Your answer should be each line of the entries that contains the word "operations", copied in full.
::::::::::
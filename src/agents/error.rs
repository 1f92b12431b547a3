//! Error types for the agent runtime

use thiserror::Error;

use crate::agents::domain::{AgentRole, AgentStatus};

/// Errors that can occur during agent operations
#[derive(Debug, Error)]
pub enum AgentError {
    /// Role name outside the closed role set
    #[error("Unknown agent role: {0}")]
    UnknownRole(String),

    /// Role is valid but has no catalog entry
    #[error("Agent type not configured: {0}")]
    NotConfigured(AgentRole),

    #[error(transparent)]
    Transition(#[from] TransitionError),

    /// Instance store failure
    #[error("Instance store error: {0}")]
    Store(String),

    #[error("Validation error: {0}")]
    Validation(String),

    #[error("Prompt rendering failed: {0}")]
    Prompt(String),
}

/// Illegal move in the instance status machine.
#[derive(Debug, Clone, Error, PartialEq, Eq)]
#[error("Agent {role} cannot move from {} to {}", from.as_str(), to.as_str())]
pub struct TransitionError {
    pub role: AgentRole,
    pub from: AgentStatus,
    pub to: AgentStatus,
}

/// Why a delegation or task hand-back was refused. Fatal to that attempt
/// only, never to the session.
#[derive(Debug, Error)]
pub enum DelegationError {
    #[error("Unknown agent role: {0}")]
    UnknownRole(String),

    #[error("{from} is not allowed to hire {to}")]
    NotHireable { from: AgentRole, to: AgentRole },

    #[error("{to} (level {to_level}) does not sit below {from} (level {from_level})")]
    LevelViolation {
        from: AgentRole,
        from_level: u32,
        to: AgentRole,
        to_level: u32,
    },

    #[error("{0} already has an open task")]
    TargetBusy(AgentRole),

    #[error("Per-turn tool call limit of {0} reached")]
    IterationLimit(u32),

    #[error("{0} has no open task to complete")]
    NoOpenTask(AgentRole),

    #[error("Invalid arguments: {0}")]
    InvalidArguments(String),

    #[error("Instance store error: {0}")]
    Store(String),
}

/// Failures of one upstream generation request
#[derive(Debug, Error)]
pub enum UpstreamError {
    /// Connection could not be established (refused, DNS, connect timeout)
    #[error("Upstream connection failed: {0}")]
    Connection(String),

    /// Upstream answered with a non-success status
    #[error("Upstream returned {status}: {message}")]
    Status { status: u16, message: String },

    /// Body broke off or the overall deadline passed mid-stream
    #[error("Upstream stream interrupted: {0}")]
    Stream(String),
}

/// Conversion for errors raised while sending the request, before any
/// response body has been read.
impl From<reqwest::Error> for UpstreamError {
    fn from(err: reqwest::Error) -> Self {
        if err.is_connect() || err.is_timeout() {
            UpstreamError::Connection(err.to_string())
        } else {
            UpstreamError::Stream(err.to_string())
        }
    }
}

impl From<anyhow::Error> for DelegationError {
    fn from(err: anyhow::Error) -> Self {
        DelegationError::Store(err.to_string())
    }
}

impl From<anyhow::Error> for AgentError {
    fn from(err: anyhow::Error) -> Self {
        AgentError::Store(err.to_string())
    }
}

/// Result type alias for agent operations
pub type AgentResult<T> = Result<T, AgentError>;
::::::::::
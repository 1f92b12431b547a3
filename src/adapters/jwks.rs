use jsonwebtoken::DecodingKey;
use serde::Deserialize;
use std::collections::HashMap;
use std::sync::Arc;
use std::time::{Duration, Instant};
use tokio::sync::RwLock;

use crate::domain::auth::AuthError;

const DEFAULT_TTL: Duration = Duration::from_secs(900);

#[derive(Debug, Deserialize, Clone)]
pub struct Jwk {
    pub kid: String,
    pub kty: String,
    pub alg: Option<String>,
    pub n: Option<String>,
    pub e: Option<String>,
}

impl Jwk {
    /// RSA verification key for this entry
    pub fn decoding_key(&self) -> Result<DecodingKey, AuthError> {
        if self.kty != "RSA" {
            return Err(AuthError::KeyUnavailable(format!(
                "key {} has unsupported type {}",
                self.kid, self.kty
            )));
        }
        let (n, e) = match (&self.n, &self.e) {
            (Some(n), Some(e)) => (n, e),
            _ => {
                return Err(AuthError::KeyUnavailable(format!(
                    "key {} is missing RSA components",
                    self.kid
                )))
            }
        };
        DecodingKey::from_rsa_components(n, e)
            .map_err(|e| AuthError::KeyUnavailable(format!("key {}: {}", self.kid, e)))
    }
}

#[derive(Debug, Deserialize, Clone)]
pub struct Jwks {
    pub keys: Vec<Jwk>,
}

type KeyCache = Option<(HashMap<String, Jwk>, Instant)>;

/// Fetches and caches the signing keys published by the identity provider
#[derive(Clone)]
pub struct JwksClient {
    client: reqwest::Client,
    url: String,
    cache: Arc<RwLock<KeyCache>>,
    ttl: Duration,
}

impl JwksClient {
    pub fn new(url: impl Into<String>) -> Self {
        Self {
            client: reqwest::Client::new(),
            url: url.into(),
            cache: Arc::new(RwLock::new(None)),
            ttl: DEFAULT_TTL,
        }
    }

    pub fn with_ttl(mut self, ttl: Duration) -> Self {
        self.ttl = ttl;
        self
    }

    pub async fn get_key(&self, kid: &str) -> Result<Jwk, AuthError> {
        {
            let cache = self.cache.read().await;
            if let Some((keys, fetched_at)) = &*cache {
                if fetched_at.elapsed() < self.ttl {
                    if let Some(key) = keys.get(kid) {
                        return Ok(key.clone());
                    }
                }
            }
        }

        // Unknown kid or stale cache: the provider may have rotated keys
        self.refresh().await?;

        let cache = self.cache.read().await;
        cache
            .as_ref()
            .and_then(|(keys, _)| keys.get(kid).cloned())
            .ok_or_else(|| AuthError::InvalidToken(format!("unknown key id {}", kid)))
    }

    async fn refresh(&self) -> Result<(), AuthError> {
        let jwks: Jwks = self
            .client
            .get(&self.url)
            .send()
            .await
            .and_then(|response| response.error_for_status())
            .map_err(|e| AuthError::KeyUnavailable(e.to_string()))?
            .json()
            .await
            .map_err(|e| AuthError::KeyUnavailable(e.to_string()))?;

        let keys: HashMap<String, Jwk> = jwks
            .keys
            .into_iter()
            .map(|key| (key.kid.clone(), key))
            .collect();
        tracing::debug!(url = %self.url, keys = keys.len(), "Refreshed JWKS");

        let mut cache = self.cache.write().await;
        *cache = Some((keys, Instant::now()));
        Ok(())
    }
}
::::::::::
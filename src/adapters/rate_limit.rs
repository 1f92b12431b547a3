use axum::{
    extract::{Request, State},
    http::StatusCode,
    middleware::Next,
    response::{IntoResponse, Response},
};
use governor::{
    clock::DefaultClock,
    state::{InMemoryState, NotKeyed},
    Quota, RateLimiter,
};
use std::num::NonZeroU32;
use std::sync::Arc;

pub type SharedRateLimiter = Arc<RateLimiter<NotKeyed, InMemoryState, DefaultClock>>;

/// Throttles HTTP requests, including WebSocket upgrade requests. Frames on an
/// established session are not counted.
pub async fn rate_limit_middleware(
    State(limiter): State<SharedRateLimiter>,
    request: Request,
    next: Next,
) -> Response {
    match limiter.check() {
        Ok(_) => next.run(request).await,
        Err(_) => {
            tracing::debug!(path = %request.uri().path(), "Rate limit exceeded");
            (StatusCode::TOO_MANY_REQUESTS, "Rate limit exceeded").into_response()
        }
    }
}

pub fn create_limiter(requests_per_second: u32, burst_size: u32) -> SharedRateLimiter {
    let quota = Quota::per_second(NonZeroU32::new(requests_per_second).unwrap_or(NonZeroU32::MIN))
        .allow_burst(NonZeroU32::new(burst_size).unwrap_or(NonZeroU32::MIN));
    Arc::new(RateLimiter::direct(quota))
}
::::::::::
- **Result of this task**
/// Errors that can occur during agent operations
/// Result type alias for agent operations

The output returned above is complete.